Nonlinear Time Series Analysis and Manifold Learning Laboratory
Give students the experience of an end to end experience in modern data driven science from problem approach to paper submission
The goal of this course is to select a group project and take it to completion among the students of the class.
The course will encompass a complete end to end project from Data selection and posing the scientific questions to submission of a complete manuscript to a peer reviewed journal as well as to a preprint server.
The purpose of the project is to teach the students how to apply the techniques that they learned in the previous term in a real life analysis problem. The scope of the class is broader as it also aims to impart instruction on how to choose a scientific problem and the data that will allow answering such question. In addition students will learn best practices for scientific narratives in addition to data driven problem solving .

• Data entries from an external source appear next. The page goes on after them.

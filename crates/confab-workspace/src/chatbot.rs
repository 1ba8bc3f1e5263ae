//! The chatbot orchestration loop.
//!
//! Up to [`MAX_COMPLETIONS`] steps of: build system → call the model with
//! streaming partial replies → extract tool calls → spawn tools as child
//! processes → feed results back into the model history. The model is forced
//! to answer on the last step by withholding tools, so the loop cannot
//! diverge.

use std::sync::Arc;
use std::time::Duration;

use async_trait::async_trait;
use futures_util::future::join_all;
use serde::{Deserialize, Serialize};
use serde_json::{json, Value};
use tracing::{debug, info, warn};

use confab_core::error::{AsErrorInfo, StoppedError};
use confab_core::{Flag, ProcessId, ProcessName, ProcessUri, ServiceId, ThreadUri};
use confab_llm::message::system_instructions;
use confab_llm::{LlmCallback, LlmPart, LlmTool};
use confab_process::{
    send_progress, send_result, Process, ProcessListener, ProcessResult, RequestContext, Tool,
};
use confab_threads::{list_messages, BotMessagePart, ThreadService, ThreadSource};

use crate::bot::{bot_acquire, bot_save_update, Persona};
use crate::client_reply::ClientReplyService;
use crate::llm_service::{LlmProxy, LlmService};
use crate::WorkspaceError;

/// Step limit of the reply loop.
pub const MAX_COMPLETIONS: usize = 5;

/// How long `on_sigterm` waits for the loop to notice the stop flag.
const SIGTERM_DRAIN: Duration = Duration::from_secs(5);

#[derive(Debug, Clone, Serialize, Deserialize)]
pub struct ChatbotArguments {
    pub bot_id: confab_core::BotId,
    pub persona: Option<Persona>,
    pub thread_uris: Vec<ThreadUri>,
}

struct ToolInvocation {
    tool: Arc<dyn Tool>,
    uri: ProcessUri,
    arguments: Value,
    name: ProcessName,
}

pub struct ChatbotProcess {
    uri: ProcessUri,
    request: Arc<RequestContext>,
    owner: ServiceId,
    arguments: ChatbotArguments,
    new_cursors: std::sync::Mutex<Vec<confab_core::ThreadCursor>>,
    done: Flag,
}

impl ChatbotProcess {
    pub fn new(
        uri: ProcessUri,
        request: Arc<RequestContext>,
        owner: ServiceId,
        arguments: ChatbotArguments,
    ) -> Arc<Self> {
        Arc::new(Self {
            uri,
            request,
            owner,
            arguments,
            new_cursors: std::sync::Mutex::new(Vec::new()),
            done: Flag::new(),
        })
    }

    fn client(&self) -> Option<Arc<ClientReplyService>> {
        self.request.service::<ClientReplyService>()
    }

    async fn run(&self) -> Result<Vec<BotMessagePart>, WorkspaceError> {
        let mut proxy = self.acquire_proxy().await?;
        let mut reply: Vec<BotMessagePart> = Vec::new();

        let outcome = self.run_steps(&mut proxy, &mut reply).await;

        // A client stop keeps the completed steps: the session state and
        // cursors still carry into the next turn. Other failures leave the
        // saved state untouched so the thread messages are redelivered.
        let save = match &outcome {
            Ok(()) => true,
            Err(err) => err.is_stopped(),
        };
        if save {
            self.save_state(&proxy).await?;
        }
        outcome?;
        Ok(reply)
    }

    async fn run_steps(
        &self,
        proxy: &mut LlmProxy,
        reply: &mut Vec<BotMessagePart>,
    ) -> Result<(), WorkspaceError> {
        for step in 0..MAX_COMPLETIONS {
            let force_answer = step == MAX_COMPLETIONS - 1;
            let tool_calls = self.run_step_reply(proxy, force_answer, step, reply).await?;
            if tool_calls.is_empty() {
                break;
            }
            self.run_step_tools(proxy, tool_calls).await?;
        }
        Ok(())
    }

    /// Load bot state, bind the model, and insert new thread messages.
    async fn acquire_proxy(&self) -> Result<LlmProxy, WorkspaceError> {
        let workspace = self.request.workspace()?;
        let bot = bot_acquire(&workspace.kv, &workspace.workspace, &self.arguments.bot_id).await?;

        let llm = self
            .request
            .service::<LlmService>()
            .ok_or_else(|| WorkspaceError::BadRequest("no llm service".to_string()))?;
        let mut proxy = llm.acquire(&bot, self.arguments.persona.clone())?;

        let threads = self
            .request
            .service::<ThreadService>()
            .ok_or_else(|| WorkspaceError::BadRequest("no thread service".to_string()))?;
        let sources: Vec<ThreadSource> = self
            .arguments
            .thread_uris
            .iter()
            .map(|uri| match bot.get_cursor(uri) {
                Some(cursor) => ThreadSource::Cursor(cursor.clone()),
                None => ThreadSource::Uri(uri.clone()),
            })
            .collect();
        let (new_cursors, new_messages) = list_messages(&threads, &sources).await?;
        for message in &new_messages {
            proxy.add_thread_message(message);
        }
        *self.new_cursors.lock().unwrap() = new_cursors;

        Ok(proxy)
    }

    /// One completion step. Returns the tool invocations to run, empty when
    /// the model answered without tools.
    async fn run_step_reply(
        &self,
        proxy: &mut LlmProxy,
        force_answer: bool,
        step: usize,
        reply: &mut Vec<BotMessagePart>,
    ) -> Result<Vec<ToolInvocation>, WorkspaceError> {
        if let Some(client) = self.client() {
            client.put_summary("Thinking...");
            if client.stop.is_set() {
                return Err(StoppedError::stopped().into());
            }
        }

        let workspace = self.request.workspace()?;
        let mut selected: Vec<(Arc<dyn Tool>, confab_process::ToolInfo)> = workspace
            .list_tools(&self.request)
            .into_iter()
            .map(|tool| {
                let info = tool.info();
                (tool, info)
            })
            .filter(|(_, info)| proxy.persona.filter_tool(info))
            .collect();
        selected.sort_by(|a, b| a.1.name.cmp(&b.1.name));

        let llm_tools: Vec<LlmTool> = if force_answer {
            Vec::new() // Withholding tools forces a final answer.
        } else {
            selected
                .iter()
                .map(|(_, info)| LlmTool {
                    name: info.name.clone(),
                    description: info.description.clone(),
                    arguments_schema: info.arguments_schema.clone(),
                })
                .collect()
        };

        let mut system = system_instructions(proxy.model.info(), true, true, true, &[]);
        if !proxy.persona.system_message().is_empty() {
            system.push('\n');
            system.push_str(proxy.persona.system_message());
        }

        debug!(step, tools = llm_tools.len(), "chatbot completion step");
        let callback = self.reply_callback();
        let completion = proxy
            .get_completion(callback, Some(system), llm_tools, None)
            .await?;

        // Auto-correct: resolve each called name against the offered tools.
        let mut invocations: Vec<ToolInvocation> = Vec::new();
        for part in &completion {
            let LlmPart::ToolCalls { calls } = part else {
                continue;
            };
            for call in calls {
                let tool = selected
                    .iter()
                    .find(|(_, info)| info.name == call.name)
                    .map(|(tool, _)| Arc::clone(tool))
                    .ok_or_else(|| {
                        confab_process::ProcessError::ToolNotFound {
                            name: call.name.clone(),
                        }
                    })?;
                let process_id = call
                    .process_id
                    .clone()
                    .unwrap_or_else(ProcessId::generate);
                invocations.push(ToolInvocation {
                    tool,
                    uri: self.uri.child(process_id),
                    arguments: Value::Object(call.arguments.clone()),
                    name: call.name.clone(),
                });
            }
        }

        let committed = render_reply(&completion);
        send_progress(
            self,
            json!({
                "step": "completion",
                "committed": &committed,
            }),
        )
        .await?;

        reply.extend(committed.clone());
        if let Some(client) = self.client() {
            client.commit_reply(committed);
            if client.stop.is_set() {
                return Err(StoppedError::stopped().into());
            }
        }

        Ok(invocations)
    }

    /// Spawn the step's tools and feed their results back into the history.
    async fn run_step_tools(
        &self,
        proxy: &mut LlmProxy,
        invocations: Vec<ToolInvocation>,
    ) -> Result<(), WorkspaceError> {
        let workspace = self.request.workspace()?;

        let mut listeners: Vec<ProcessListener> = Vec::new();
        let mut spawned: Vec<(ProcessUri, ProcessName, ServiceId)> = Vec::new();
        for invocation in invocations {
            let process = invocation
                .tool
                .spawn(
                    Arc::clone(&self.request),
                    invocation.uri.clone(),
                    invocation.arguments,
                )
                .await?;
            let owner = process.owner();
            workspace.spawn(process).await?;
            listeners.push(workspace.listener(&invocation.uri)?);
            spawned.push((invocation.uri, invocation.name, owner));
        }

        // Wait for every result. A client stop abandons only the waits that
        // have not completed: whatever already landed is still fed back
        // below, and the next step observes the stop flag. Individual waits
        // only fail on runtime shutdown, which the next step observes too.
        let waits = join_all(listeners.iter().map(|listener| listener.wait_result()));
        match self.client() {
            Some(client) => {
                let stop = client.stop.clone();
                tokio::select! {
                    _ = waits => {}
                    _ = stop.wait() => {
                        info!(uri = %self.uri, "tool wait cancelled by client stop");
                    }
                }
            }
            None => {
                let _ = waits.await;
            }
        }

        for (uri, name, owner) in spawned {
            let Some(status) = workspace.try_get_status(&uri) else {
                continue;
            };
            let Some(result) = status.result else {
                continue;
            };
            if let Some(client) = self.client() {
                client.put_tool_result(&uri.process_id, result.clone());
            }
            proxy.add_tool_result(Some(owner), uri.process_id.clone(), name, result);
        }
        Ok(())
    }

    fn reply_callback(&self) -> Option<LlmCallback> {
        let client = self.client()?;
        Some(Arc::new(move |parts: Vec<LlmPart>| {
            client.put_reply(render_reply(&parts));
            if client.stop.is_set() {
                Err(StoppedError::stopped())
            } else {
                Ok(())
            }
        }))
    }

    async fn save_state(&self, proxy: &LlmProxy) -> Result<(), WorkspaceError> {
        let workspace = self.request.workspace()?;
        let new_cursors = std::mem::take(&mut *self.new_cursors.lock().unwrap());
        bot_save_update(
            &workspace.kv,
            &workspace.workspace,
            &self.arguments.bot_id,
            self.arguments.persona.clone(),
            proxy.state_value(),
            new_cursors,
        )
        .await?;
        Ok(())
    }
}

/// Render completion parts into client-visible message parts. Tool calls
/// render without results; reasoning stays hidden.
fn render_reply(parts: &[LlmPart]) -> Vec<BotMessagePart> {
    let mut rendered: Vec<BotMessagePart> = Vec::new();
    for (index, part) in parts.iter().enumerate() {
        match part {
            LlmPart::Text { content, .. } => {
                if !content.trim().is_empty() {
                    rendered.push(BotMessagePart::Text {
                        think: None,
                        text: content.clone(),
                    });
                }
            }
            LlmPart::ToolCalls { calls } => {
                for call in calls {
                    rendered.push(BotMessagePart::Tool {
                        process_id: call
                            .process_id
                            .clone()
                            .unwrap_or_else(|| ProcessId::stub(&index.to_string())),
                        name: call.name.clone(),
                        arguments: call.arguments.clone(),
                        result: None,
                    });
                }
            }
            _ => {}
        }
    }
    rendered
}

#[async_trait]
impl Process for ChatbotProcess {
    fn uri(&self) -> &ProcessUri {
        &self.uri
    }

    fn name(&self) -> ProcessName {
        "bot_chat".parse().expect("static name")
    }

    fn owner(&self) -> ServiceId {
        self.owner.clone()
    }

    fn arguments(&self) -> Value {
        serde_json::to_value(&self.arguments).unwrap_or_default()
    }

    fn request(&self) -> Arc<RequestContext> {
        Arc::clone(&self.request)
    }

    async fn on_spawn(self: Arc<Self>) {
        let outcome = self.run().await;
        let result = match outcome {
            Ok(reply) => ProcessResult::success(
                json!({"reply": reply})
                    .as_object()
                    .expect("object literal")
                    .clone(),
            ),
            Err(err) => ProcessResult::from_error_info(err.as_info()),
        };
        if let Err(err) = send_result(self.as_ref(), result).await {
            debug!(uri = %self.uri, error = %err, "chatbot result update skipped");
        }

        self.done.set();
        if let Some(client) = self.client() {
            client.send_done();
        }
    }

    async fn on_sigterm(self: Arc<Self>) {
        // Runtime shutdown reuses the client-stop path to wind the loop
        // down; headless runs are covered by the process-wide signal.
        if let Some(client) = self.client() {
            client.stop.set();
        }
        let _ = tokio::time::timeout(SIGTERM_DRAIN, self.done.wait()).await;

        // When the loop did not manage to produce a result, record the stop.
        let has_result = self
            .request
            .workspace()
            .ok()
            .and_then(|workspace| workspace.try_get_status(&self.uri))
            .is_some_and(|status| status.result.is_some());
        if !has_result {
            if let Err(err) = send_result(self.as_ref(), ProcessResult::stopped()).await {
                warn!(uri = %self.uri, error = %err, "chatbot sigterm update failed");
            }
        }
    }
}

Students who have not taken A111 will most likely not be prepared to take this class because the relevant material is rarely offered in all but maybe 2 or 3 places in the world.
1. Data selection
2. Scientific question formulation
3. Data suitability assessment
4. Data properties
5. Causal inference and network structure
6. Evidence accumulation
7. Scientific outcomes
8. Manuscript crafting
9. Submission process
10. Scientific integrity and standards of rigor
100% class participation and contribution to the group paper.
Required pass in first theoretical portion of this course, A111 Nonlinear Time series Analysis and Manifold Learning.
Prior deep knowledge of Taken’s theorem-based methods is an absolute prerequisite.
Analysis of Observed Chaotic Data, Henry DI Abarbanel; Springer
Data-Driven Science and Engineering: Machine Learning, Dynamical Systems, and Control 2nd Edition, by Steven L. Brunton and J. Nathan Kutz
Alternate years: AY2026
Follow-on course from A111 (required)